The Duality of Stardom: Taylor Swift and Beyoncé in the Context of Systemic Racism

The opinions expressed in this article are the writer’s own and do not reflect the views of Her Campus.
This article is written by a student writer from the Her Campus at Towson chapter.

By Allyyah Aali

When dealing with the vast landscape of pop culture, few figures are highlighted as brightly as Taylor Swift and Beyoncé Knowles-Carter. Both are seen by society as powerhouse musicians, cultural icons, and feminist trailblazers, yet the stark differences in the recognition they receive speak volumes about the entrenched biases that permeate our society. In this article, I aim to dissect the comparative stardom of Swift and Beyoncé, highlighting how systemic racism undermines Beyoncé’s impact while elevating Swift to heights perhaps undeserved and how this phenomenon echoes the historical narrative of black excellence being undervalued in a nation built on the backs of enslaved people.

To understand the present, it is imperative to continue to analyze the past. The United States, a nation lauded (ie. highly praised) for its ideals of freedom and equality, was forged through the brutal exploitation of African slaves. The economy thrived on their labor, yet they were systematically denied recognition, agency, and, above all else, humanity. This foundational injustice laid the groundwork for a society where black excellence is often overlooked or appropriated while white mediocrity is rewarded and celebrated.

Fast forward to the modern entertainment industry, where Taylor Swift and Beyoncé reign as queens in their respective genres. Taylor Swift encapsulates catchy melodies and relatable lyrics and has undeniably captured the hearts of millions since she was 17. Yet, critics argue that her success is disproportionate to her talent. Swift’s brand of pop-country fusion is often seen as safe and formulaic, lacking the depth and innovation of other artists. However, she receives endless accolades, dominating award shows and magazine covers.

On the other hand, Beyoncé, a visionary artist who seamlessly blends genres and pushes artistic boundaries, faces a different reality. Despite her groundbreaking work in music, film, and activism, Beyoncé is frequently snubbed by mainstream institutions. Her landmark visual album, Lemonade, which explores themes of race, feminism, and resilience, was hailed as a masterpiece by both critics and fans. Yet, it was shockingly overlooked at major award ceremonies, sparking outrage and reigniting conversations about racial bias in the industry.

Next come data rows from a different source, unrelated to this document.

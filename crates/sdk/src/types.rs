//! SDK Request/Response Types
//!
//! Mirrors the JSON-RPC types from the api-rpc crate.

use serde::{Deserialize, Serialize};

#[derive(Debug, Clone, Copy, PartialEq, Eq, Serialize, Deserialize)]
#[serde(rename_all = "lowercase")]
pub enum JobState {
    Waiting,
    Active,
    Completed,
    Failed,
    Stalled,
}

impl JobState {
    pub fn is_terminal(&self) -> bool {
        matches!(self, JobState::Completed | JobState::Failed)
    }
}

#[derive(Debug, Clone, Copy, PartialEq, Eq, Serialize, Deserialize)]
#[serde(rename_all = "SCREAMING_SNAKE_CASE")]
pub enum EnrollmentStatus {
    Pending,
    Confirmed,
    Waitlisted,
    Rejected,
    Dropped,
}

/// Request to queue an enrollment
#[derive(Debug, Clone, Serialize)]
pub struct SubmitRequest {
    pub student_id: i64,
    pub course_id: i64,
    #[serde(skip_serializing_if = "Option::is_none")]
    pub correlation_id: Option<String>,
}

#[derive(Debug, Clone, Deserialize)]
pub struct SubmitResponse {
    pub job_id: String,
    pub state: JobState,
    pub enqueued_at: i64,
    pub estimated_wait_secs: i64,
}

#[derive(Debug, Clone, Serialize)]
pub(crate) struct DropRequest {
    pub enrollment_id: i64,
    pub student_id: i64,
}

#[derive(Debug, Clone, Deserialize)]
pub struct DropResponse {
    pub enrollment_id: i64,
    pub status: EnrollmentStatus,
    pub promoted: Option<PromotedEnrollment>,
}

#[derive(Debug, Clone, Deserialize)]
pub struct PromotedEnrollment {
    pub enrollment_id: i64,
    pub student_id: i64,
}

#[derive(Debug, Clone, Serialize)]
pub(crate) struct StatusRequest {
    pub job_id: String,
    #[serde(skip_serializing_if = "Option::is_none")]
    pub wait_ms: Option<u64>,
}

/// Final enrollment state of a completed job
#[derive(Debug, Clone, Deserialize)]
pub struct EnrollmentOutcome {
    pub enrollment_id: i64,
    pub status: EnrollmentStatus,
    pub waitlist_position: Option<i32>,
}

#[derive(Debug, Clone, Deserialize)]
pub struct JobFailure {
    /// `rejected`, `not_found`, `retries_exhausted` or `internal`
    pub kind: String,
    pub reason: String,
}

#[derive(Debug, Clone, Deserialize)]
pub struct JobStatus {
    pub job_id: String,
    pub student_id: i64,
    pub course_id: i64,
    pub state: JobState,
    pub attempts: i32,
    pub max_attempts: i32,
    pub enqueued_at: i64,
    pub finished_at: Option<i64>,
    pub correlation_id: Option<String>,
    pub jobs_ahead: Option<i64>,
    pub outcome: Option<EnrollmentOutcome>,
    pub failure: Option<JobFailure>,
    pub last_error: Option<String>,
}

#[derive(Debug, Clone, Serialize)]
pub(crate) struct JobRequest {
    pub job_id: String,
}

#[derive(Debug, Clone, Deserialize)]
pub struct CancelResponse {
    pub job_id: String,
    pub cancelled: bool,
}

#[derive(Debug, Clone, Serialize)]
pub(crate) struct WaitlistRequest {
    pub course_id: i64,
}

#[derive(Debug, Clone, Deserialize)]
pub struct WaitlistResponse {
    pub course_id: i64,
    pub entries: Vec<WaitlistEntry>,
}

#[derive(Debug, Clone, Deserialize)]
pub struct WaitlistEntry {
    pub enrollment_id: i64,
    pub student_id: i64,
    pub position: i32,
    pub since: i64,
}

#[derive(Debug, Clone, Deserialize)]
pub struct StatsResponse {
    pub waiting: i64,
    /// Waiting jobs still serving a retry backoff
    #[serde(default)]
    pub delayed: i64,
    pub active: i64,
    pub completed: i64,
    pub failed: i64,
    pub stalled: i64,
    pub total: i64,
    pub uptime_seconds: u64,
}

#[derive(Debug, Clone, Deserialize)]
pub struct RetryResponse {
    pub job_id: String,
    pub state: JobState,
}

#[derive(Debug, Clone, Deserialize)]
pub struct CleanResponse {
    pub completed: u64,
    pub failed: u64,
}
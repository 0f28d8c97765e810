// Engine constants (no magic values in the loops)
use std::time::Duration;

/// Sleep duration when no job is claimable (100ms)
pub const IDLE_SLEEP_DURATION: Duration = Duration::from_millis(100);

/// Sleep duration after a worker error before the next claim (1s)
pub const ERROR_RECOVERY_SLEEP_DURATION: Duration = Duration::from_secs(1);

/// Fallback re-read interval while waiting for a job to finish
pub const STATUS_POLL_INTERVAL: Duration = Duration::from_millis(250);

/// Buffered lifecycle events before slow subscribers start lagging
pub const EVENT_CHANNEL_CAPACITY: usize = 1024;

/// Upper bound for caller-supplied correlation ids
pub const MAX_CORRELATION_ID_LEN: usize = 128;
// Engine Configuration

use serde::{Deserialize, Serialize};
use std::time::Duration;

/// Tunables for the enrollment engine
///
/// Deserializable so the daemon can layer it from file and environment;
/// every field has a default.
#[derive(Debug, Clone, PartialEq, Serialize, Deserialize)]
#[serde(default)]
pub struct EngineConfig {
    /// Credit ceiling per student per term
    pub max_credits_per_term: i32,
    /// Attempt ceiling for transient failures
    pub max_attempts: i32,
    pub backoff_base_ms: i64,
    pub backoff_factor: f64,
    pub worker_count: usize,
    /// ACTIVE claims older than this are considered stalled
    pub stall_timeout_ms: i64,
    pub stall_check_interval_ms: u64,
    pub completed_retention_ms: i64,
    pub failed_retention_ms: i64,
    pub maintenance_interval_secs: u64,
    /// Average processing time used for wait estimates
    pub seconds_per_job: i64,
}

impl Default for EngineConfig {
    fn default() -> Self {
        Self {
            max_credits_per_term: 18,
            max_attempts: 3,
            backoff_base_ms: 2_000,
            backoff_factor: 2.0,
            worker_count: 4,
            stall_timeout_ms: 30_000,
            stall_check_interval_ms: 5_000,
            completed_retention_ms: 24 * 60 * 60 * 1000,
            failed_retention_ms: 7 * 24 * 60 * 60 * 1000,
            maintenance_interval_secs: 3_600,
            seconds_per_job: 2,
        }
    }
}

impl EngineConfig {
    pub fn validate(&self) -> crate::Result<()> {
        if self.max_credits_per_term <= 0 {
            return Err(crate::AppError::Config(
                "max_credits_per_term must be positive".to_string(),
            ));
        }
        if self.max_attempts < 1 {
            return Err(crate::AppError::Config(
                "max_attempts must be at least 1".to_string(),
            ));
        }
        if self.worker_count == 0 {
            return Err(crate::AppError::Config(
                "worker_count must be at least 1".to_string(),
            ));
        }
        if self.backoff_base_ms < 0 || self.stall_timeout_ms <= 0 {
            return Err(crate::AppError::Config(
                "backoff_base_ms must not be negative and stall_timeout_ms must be positive".to_string(),
            ));
        }
        if !self.backoff_factor.is_finite() || self.backoff_factor < 1.0 {
            return Err(crate::AppError::Config(
                "backoff_factor must be a finite number >= 1.0".to_string(),
            ));
        }
        // Both feed tokio::time::interval, which panics on a zero period
        if self.stall_check_interval_ms == 0 {
            return Err(crate::AppError::Config(
                "stall_check_interval_ms must be positive".to_string(),
            ));
        }
        if self.maintenance_interval_secs == 0 {
            return Err(crate::AppError::Config(
                "maintenance_interval_secs must be positive".to_string(),
            ));
        }
        if self.completed_retention_ms < 0 || self.failed_retention_ms < 0 {
            return Err(crate::AppError::Config(
                "completed_retention_ms and failed_retention_ms must not be negative".to_string(),
            ));
        }
        if self.seconds_per_job < 0 {
            return Err(crate::AppError::Config(
                "seconds_per_job must not be negative".to_string(),
            ));
        }
        Ok(())
    }

    pub fn stall_check_interval(&self) -> Duration {
        Duration::from_millis(self.stall_check_interval_ms)
    }

    pub fn maintenance_interval(&self) -> Duration {
        Duration::from_secs(self.maintenance_interval_secs)
    }
}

The disparity in recognition between Swift and Beyoncé speaks volumes about the deep-seated prejudices that pervade society. Beyoncé’s blackness, coupled with her unapologetic celebration of her heritage often makes her a target of criticism and marginalization. She’s scrutinized for being too outspoken or too political, whereas Swift is celebrated for her supposed apolitical (ie. not involving poltiics) stance, which conveniently aligns with the status quo.

Moreover, Beyoncé’s success is often attributed to her beauty, sexuality, or charisma, downplaying her immense talent and work ethic. This reductionist view not only diminishes her achievements but also perpetuates harmful stereotypes about black women. Meanwhile, society keeps a skewed view of Swift’s brand as the innocent girl next door, perpetuating a narrative of white innocence and purity that has long been weaponized against women of color.

This phenomenon of Beyoncé being overlooked while Swift is celebrated is a microcosm of the larger issue of systemic racism. Black excellence is consistently undervalued and undermined, while white mediocrity is elevated and rewarded. This pattern is not unique to the entertainment industry but permeates every facet of society, from education to employment to the criminal justice system.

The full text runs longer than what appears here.